Mounted at /content/drive


In [None]:
import torch
import torch.nn as nn
import torch.nn.utils.prune as prune
import torch.optim as optim
import torchvision
import torchvision.transforms as transforms
import os

device = torch.device('cuda' if torch.cuda.is_available() else 'cpu')

In [None]:
class SimpleCNN(nn.Module):
    def __init__(self):
        super(SimpleCNN, self).__init__()
        self.features = nn.Sequential(
            nn.Conv2d(3, 32, 3, padding=1),
            nn.BatchNorm2d(32),
            nn.ReLU(),
            nn.Conv2d(32, 64, 3, padding=1),
            nn.BatchNorm2d(64),
            nn.ReLU(),
            nn.MaxPool2d(2, 2),
            nn.Conv2d(64, 128, 3, padding=1),
            nn.BatchNorm2d(128),
            nn.ReLU(),
            nn.MaxPool2d(2, 2)
        )
        self.classifier = nn.Sequential(
            nn.Dropout(0.5),
            nn.Linear(128*8*8, 256),
            nn.ReLU(),
            nn.Linear(256, 10)
        )
    def forward(self, x):
        x = self.features(x)
        x = x.view(x.size(0), -1)
        x = self.classifier(x)
        return x

model = SimpleCNN().to(device)
model.load_state_dict(torch.load(f"{root}/models/base_model.pt", map_location=device))


<All keys matched successfully>

In [None]:
for module in model.features:
    if isinstance(module, nn.Conv2d):
        prune.ln_structured(module, name="weight", amount=0.2, n=2, dim=0)
for module in model.features:
    if isinstance(module, nn.Conv2d):
        prune.remove(module, 'weight')


In [None]:
transform_train = transforms.Compose([
    transforms.RandomCrop(32, padding=4),
    transforms.RandomHorizontalFlip(),
    transforms.ToTensor(),
    transforms.Normalize((0.4914, 0.4822, 0.4465), (0.2023, 0.1994, 0.2010))
])
transform_test = transforms.Compose([
    transforms.ToTensor(),
    transforms.Normalize((0.4914, 0.4822, 0.4465), (0.2023, 0.1994, 0.2010))
])
trainset = torchvision.datasets.CIFAR10(root=f'{root}/data/cifar10', train=True, download=True, transform=transform_train)
testset = torchvision.datasets.CIFAR10(root=f'{root}/data/cifar10', train=False, download=True, transform=transform_test)
trainloader = torch.utils.data.DataLoader(trainset, batch_size=128, shuffle=True, num_workers=2)
testloader = torch.utils.data.DataLoader(testset, batch_size=100, shuffle=False, num_workers=2)
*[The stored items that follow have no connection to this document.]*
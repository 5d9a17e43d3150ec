//! Data-quality report over the warehouse table.

use serde::Serialize;

/// Counts from the quality-check queries.
///
/// Findings here are informational: the load layer accepts suspect
/// values unchanged, and this report is where they surface.
#[derive(Debug, Clone, Default, PartialEq, Eq, Serialize)]
pub struct QaReport {
    pub total_rows: i64,
    /// Keys appearing more than once. Always expected to be 0; anything
    /// else means the uniqueness constraint is broken.
    pub duplicate_keys: i64,
    pub missing_track_names: i64,
    pub non_positive_durations: i64,
    pub popularity_out_of_range: i64,
    pub rows_without_genres: i64,
}
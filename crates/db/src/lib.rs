//! PostgreSQL access layer: pool construction, migrations, row models,
//! repositories, and the two loader adapters.

use sqlx::postgres::PgPoolOptions;

pub mod loader;
pub mod models;
pub mod repositories;

pub type DbPool = sqlx::PgPool;

/// Create a connection pool from a database URL.
pub async fn create_pool(database_url: &str) -> Result<DbPool, sqlx::Error> {
    PgPoolOptions::new()
        .max_connections(20)
        .connect(database_url)
        .await
}

/// Verify the database is reachable with a trivial round trip.
pub async fn health_check(pool: &DbPool) -> Result<(), sqlx::Error> {
    sqlx::query("SELECT 1").execute(pool).await?;
    Ok(())
}

/// Apply all pending migrations from `db/migrations`.
pub async fn run_migrations(pool: &DbPool) -> Result<(), sqlx::migrate::MigrateError> {
    sqlx::migrate!("../../db/migrations").run(pool).await
}
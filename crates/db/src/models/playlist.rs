//! Entity model for the per-user `playlists` table.

use pulse_core::types::{DbId, Timestamp};
use serde::Serialize;
use sqlx::FromRow;

/// A row from the `playlists` table: one analyzed playlist per user.
#[derive(Debug, Clone, FromRow, Serialize)]
pub struct Playlist {
    pub id: DbId,
    pub user_id: DbId,
    pub spotify_playlist_id: String,
    pub name: Option<String>,
    pub owner: Option<String>,
    pub description: Option<String>,
    pub image_url: Option<String>,
    pub created_at: Timestamp,
    pub updated_at: Timestamp,
}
criterion = nn.CrossEntropyLoss()
optimizer = optim.Adam(model.parameters(), lr=0.0005)

def train(model, loader, criterion, optimizer):
    model.train()
    for inputs, labels in loader:
        inputs, labels = inputs.to(device), labels.to(device)
        optimizer.zero_grad()
        outputs = model(inputs)
        loss = criterion(outputs, labels)
        loss.backward()
        optimizer.step()

def test(model, loader):
    model.eval()
    correct, total = 0, 0
    with torch.no_grad():
        for inputs, labels in loader:
            inputs, labels = inputs.to(device), labels.to(device)
            outputs = model(inputs)
            _, predicted = torch.max(outputs, 1)
            total += labels.size(0)
            correct += (predicted == labels).sum().item()
    return 100 * correct / total

for epoch in range(1, 6):
    train(model, trainloader, criterion, optimizer)
    acc = test(model, testloader)
    print(f"Epoch {epoch} | Test Acc: {acc:.2f}%")

torch.save(model.state_dict(), f"{root}/models/model_pruned.pt")
print("Pruned model saved.")

Epoch 1 | Test Acc: 80.60%
Epoch 2 | Test Acc: 80.89%
Epoch 3 | Test Acc: 81.05%
Epoch 4 | Test Acc: 81.37%
Epoch 5 | Test Acc: 81.63%
Pruned model saved.


In [None]:
!pip3 install onnx
import torch.onnx

model.eval()
dummy_input = torch.randn(1, 3, 32, 32, device=device)
onnx_pruned_path = f"{root}/models/model_pruned.onnx"
torch.onnx.export(
    model,
    dummy_input,
    onnx_pruned_path,
    input_names=['input'],
    output_names=['output'],
    opset_version=13,
    dynamic_axes={'input': {0: 'batch_size'}, 'output': {0: 'batch_size'}}
)
print(f"Exported pruned model to {onnx_pruned_path}")

Collecting onnx
  Downloading onnx-1.18.0-cp311-cp311-manylinux_2_17_x86_64.manylinux2014_x86_64.whl.metadata (6.9 kB)
Downloading onnx-1.18.0-cp311-cp311-manylinux_2_17_x86_64.manylinux2014_x86_64.whl (17.6 MB)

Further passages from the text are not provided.